Try it => Please filter the listing below and copy out the lines that hold "collect".

*** Opening of Available records ***

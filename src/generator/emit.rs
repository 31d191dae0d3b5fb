//! Section-ordered assembly of the generated module.
//!
//! Output order mirrors the generated file top to bottom: header → shared
//! runtime → envelopes → handlers → dispatchers. Envelopes and handlers
//! follow handler declaration order; dispatchers the owners'
//! first-appearance order. The transform is pure and order-preserving, so
//! byte-identical input yields byte-identical output.

use askama::Template;
use tracing::debug;

use crate::diagnostics::Diagnostics;
use crate::generator::checks::{any_verb_field_block, post_field_block};
use crate::generator::naming::{envelope_name, quote_str};
use crate::generator::registry::ErrorRegistry;
use crate::generator::templates::{
    DispatchTemplate, EnvelopeTemplate, HandlerTemplate, HeaderTemplate, RouteArm,
    RuntimeTemplate,
};
use crate::model::{ApiDescription, HandlerDescriptor, StructDescriptor};

/// Header checked by generated auth guards.
pub const AUTH_HEADER: &str = "X-Auth";
/// Shared-secret sentinel expected in [`AUTH_HEADER`].
pub const AUTH_TOKEN: &str = "100500";

/// Renders the whole generated module as unformatted source text.
///
/// Handlers whose input struct never entered the table are skipped with a
/// diagnostic; a render failure drops only the affected section.
pub fn generate(api: &ApiDescription, registry: &ErrorRegistry, diags: &mut Diagnostics) -> String {
    let mut sections: Vec<String> = Vec::new();
    render_section(&HeaderTemplate, "header", &mut sections, diags);
    render_section(
        &RuntimeTemplate::new(AUTH_HEADER, AUTH_TOKEN, registry),
        "runtime",
        &mut sections,
        diags,
    );

    let emittable: Vec<(&HandlerDescriptor, &StructDescriptor)> = api
        .handlers
        .iter()
        .filter_map(|handler| match api.get_struct(&handler.input) {
            Some(desc) => Some((handler, desc)),
            None => {
                diags.record(
                    handler.location(),
                    "MissingInputStruct",
                    format!("input struct `{}` has no usable fields, handler skipped", handler.input),
                );
                None
            }
        })
        .collect();

    for (handler, _) in &emittable {
        render_section(
            &EnvelopeTemplate {
                name: envelope_name(&handler.owner, &handler.name),
                result_type: handler.output.clone(),
            },
            &handler.location(),
            &mut sections,
            diags,
        );
    }

    for (handler, params) in &emittable {
        let template = handler_template(handler, params, registry, diags);
        render_section(&template, &handler.location(), &mut sections, diags);
    }

    for owner in owners_in_order(&emittable) {
        let routes = emittable
            .iter()
            .filter(|(handler, _)| handler.owner == owner)
            .map(|(handler, _)| RouteArm {
                path_lit: quote_str(&handler.route),
                handler_fn: handler.handler_fn(),
            })
            .collect();
        render_section(
            &DispatchTemplate {
                owner: owner.to_string(),
                routes,
            },
            owner,
            &mut sections,
            diags,
        );
    }

    debug!(
        sections = sections.len(),
        handlers = emittable.len(),
        "assembled generated module"
    );
    sections.join("\n")
}

fn handler_template(
    handler: &HandlerDescriptor,
    params: &StructDescriptor,
    registry: &ErrorRegistry,
    diags: &mut Diagnostics,
) -> HandlerTemplate {
    let post_only = handler.post_only();
    let mut field_blocks = Vec::with_capacity(params.fields.len());
    for field in &params.fields {
        let block = if post_only {
            let location = format!("{}.{}", params.name, field.name);
            post_field_block(field, registry, &location, diags)
        } else {
            any_verb_field_block(field, registry)
        };
        field_blocks.push(block);
    }
    HandlerTemplate {
        owner: handler.owner.clone(),
        handler_fn: handler.handler_fn(),
        business_fn: handler.name.clone(),
        params_type: handler.input.clone(),
        envelope: envelope_name(&handler.owner, &handler.name),
        post_only,
        auth: handler.auth,
        field_blocks,
        field_names: params.fields.iter().map(|field| field.name.clone()).collect(),
        fill_default: params.needs_default_base(),
    }
}

fn owners_in_order<'a>(emittable: &[(&'a HandlerDescriptor, &StructDescriptor)]) -> Vec<&'a str> {
    let mut owners: Vec<&str> = Vec::new();
    for (handler, _) in emittable {
        if !owners.contains(&handler.owner.as_str()) {
            owners.push(handler.owner.as_str());
        }
    }
    owners
}

fn render_section<T: Template>(
    template: &T,
    location: &str,
    sections: &mut Vec<String>,
    diags: &mut Diagnostics,
) {
    match template.render() {
        Ok(text) => sections.push(text),
        Err(err) => diags.record(location, "RenderError", format!("render failed: {err}")),
    }
}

*** Close of Available records ***

Solution to the exercise =>
        .collect();
            .collect();
        field_names: params.fields.iter().map(|field| field.name.clone()).collect(),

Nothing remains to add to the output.